[Opening Entries supplied section]

//! Static catalog of local models the engine can run

use super::error::LocalAiError;
use serde::{Deserialize, Serialize};
use std::collections::HashSet;
use std::fmt;

const GIB: f64 = 1024.0 * 1024.0 * 1024.0;

fn gib(value: f64) -> u64 {
    (value * GIB) as u64
}

/// Weight encoding of a model file
#[allow(non_camel_case_types)]
#[derive(Debug, Clone, Copy, PartialEq, Eq, Hash, Serialize, Deserialize)]
pub enum Quantization {
    Q4_0,
    Q4_K_M,
    Q5_K_M,
    Q8_0,
    FP16,
}

impl fmt::Display for Quantization {
    fn fmt(&self, f: &mut fmt::Formatter<'_>) -> fmt::Result {
        let label = match self {
            Quantization::Q4_0 => "Q4_0",
            Quantization::Q4_K_M => "Q4_K_M",
            Quantization::Q5_K_M => "Q5_K_M",
            Quantization::Q8_0 => "Q8_0",
            Quantization::FP16 => "FP16",
        };
        write!(f, "{}", label)
    }
}

/// A model the selector may choose
#[derive(Debug, Clone, PartialEq, Serialize, Deserialize)]
pub struct ModelDescriptor {
    /// Engine model tag, unique within a catalog
    pub name: String,
    /// Parameter count in billions
    pub parameter_count_billion: f64,
    pub quantization: Quantization,
    /// Resident memory while loaded, including runtime overhead
    pub estimated_memory_bytes: u64,
    /// Size of the model file on disk
    pub estimated_disk_bytes: u64,
    /// Output quality, 0..=100
    pub quality_score: u8,
    /// Generation speed, 0..=100
    pub speed_score: u8,
    /// Hard floor of available memory below which the model must not run
    pub min_memory_bytes: u64,
    /// Largest context window the model is configured for
    pub context_window_tokens: u32,
}

impl ModelDescriptor {
    #[allow(clippy::too_many_arguments)]
    fn builtin(
        name: &str,
        parameter_count_billion: f64,
        quantization: Quantization,
        memory_gb: f64,
        disk_gb: f64,
        quality_score: u8,
        speed_score: u8,
        min_memory_gb: f64,
        context_window_tokens: u32,
    ) -> Self {
        Self {
            name: name.to_string(),
            parameter_count_billion,
            quantization,
            estimated_memory_bytes: gib(memory_gb),
            estimated_disk_bytes: gib(disk_gb),
            quality_score,
            speed_score,
            min_memory_bytes: gib(min_memory_gb),
            context_window_tokens,
        }
    }

    /// Estimated memory in gigabytes
    pub fn estimated_memory_gb(&self) -> f64 {
        self.estimated_memory_bytes as f64 / GIB
    }
}

/// Read-only ordered list of model descriptors, smallest footprint first
#[derive(Debug, Clone)]
pub struct ModelCatalog {
    entries: Vec<ModelDescriptor>,
}

impl ModelCatalog {
    /// Build a catalog from arbitrary entries
    ///
    /// Entries are ordered by estimated memory. Names must be unique and the
    /// catalog must not be empty.
    pub fn new(mut entries: Vec<ModelDescriptor>) -> Result<Self, LocalAiError> {
        if entries.is_empty() {
            return Err(LocalAiError::Config {
                message: "model catalog is empty".to_string(),
            });
        }

        let mut seen = HashSet::new();
        for entry in &entries {
            if !seen.insert(entry.name.as_str()) {
                return Err(LocalAiError::Config {
                    message: format!("duplicate model '{}' in catalog", entry.name),
                });
            }
        }

        entries.sort_by_key(|entry| entry.estimated_memory_bytes);
        Ok(Self { entries })
    }

    /// The models shipped with infrapilot, tuned for code and config generation
    pub fn builtin() -> Self {
        use Quantization::*;

        let entries = vec![
            ModelDescriptor::builtin("llama3.2:1b", 1.2, Q4_K_M, 1.4, 1.3, 30, 95, 1.0, 4096),
            ModelDescriptor::builtin("qwen2.5-coder:1.5b", 1.5, Q4_K_M, 1.8, 1.0, 38, 90, 1.2, 4096),
            ModelDescriptor::builtin("qwen2.5-coder:3b", 3.1, Q4_K_M, 2.6, 1.9, 55, 76, 2.0, 8192),
            ModelDescriptor::builtin("llama3.2:3b", 3.2, Q4_K_M, 3.0, 2.0, 50, 72, 2.2, 8192),
            ModelDescriptor::builtin("qwen2.5-coder:7b", 7.6, Q4_K_M, 5.5, 4.7, 72, 50, 4.5, 8192),
            ModelDescriptor::builtin("llama3.1:8b", 8.0, Q4_K_M, 6.0, 4.9, 70, 46, 5.0, 8192),
            ModelDescriptor::builtin(
                "qwen2.5-coder:7b-instruct-q8_0",
                7.6,
                Q8_0,
                9.0,
                8.1,
                76,
                38,
                7.5,
                8192,
            ),
            ModelDescriptor::builtin("qwen2.5-coder:14b", 14.8, Q4_K_M, 10.5, 9.0, 82, 28, 9.0, 16384),
            ModelDescriptor::builtin("qwen2.5-coder:32b", 32.8, Q4_K_M, 21.0, 20.0, 90, 12, 19.0, 16384),
        ];

        Self { entries }
    }

    pub fn entries(&self) -> &[ModelDescriptor] {
        &self.entries
    }

    pub fn iter(&self) -> impl Iterator<Item = &ModelDescriptor> {
        self.entries.iter()
    }

    pub fn len(&self) -> usize {
        self.entries.len()
    }

    pub fn is_empty(&self) -> bool {
        self.entries.is_empty()
    }

    /// Look up a model by its engine tag
    pub fn get(&self, name: &str) -> Option<&ModelDescriptor> {
        self.entries.iter().find(|entry| entry.name == name)
    }

    /// The entry with the smallest estimated memory
    pub fn smallest(&self) -> &ModelDescriptor {
        // Non-empty by construction, sorted ascending
        &self.entries[0]
    }
}

impl Default for ModelCatalog {
    fn default() -> Self {
        Self::builtin()
    }
}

[Closing Entries supplied section]

Problem to work on = Find the word "models" in the material, then list each line that holds it.

Problem solution =
//! Static catalog of local models the engine can run
    /// The models shipped with infrapilot, tuned for code and config generation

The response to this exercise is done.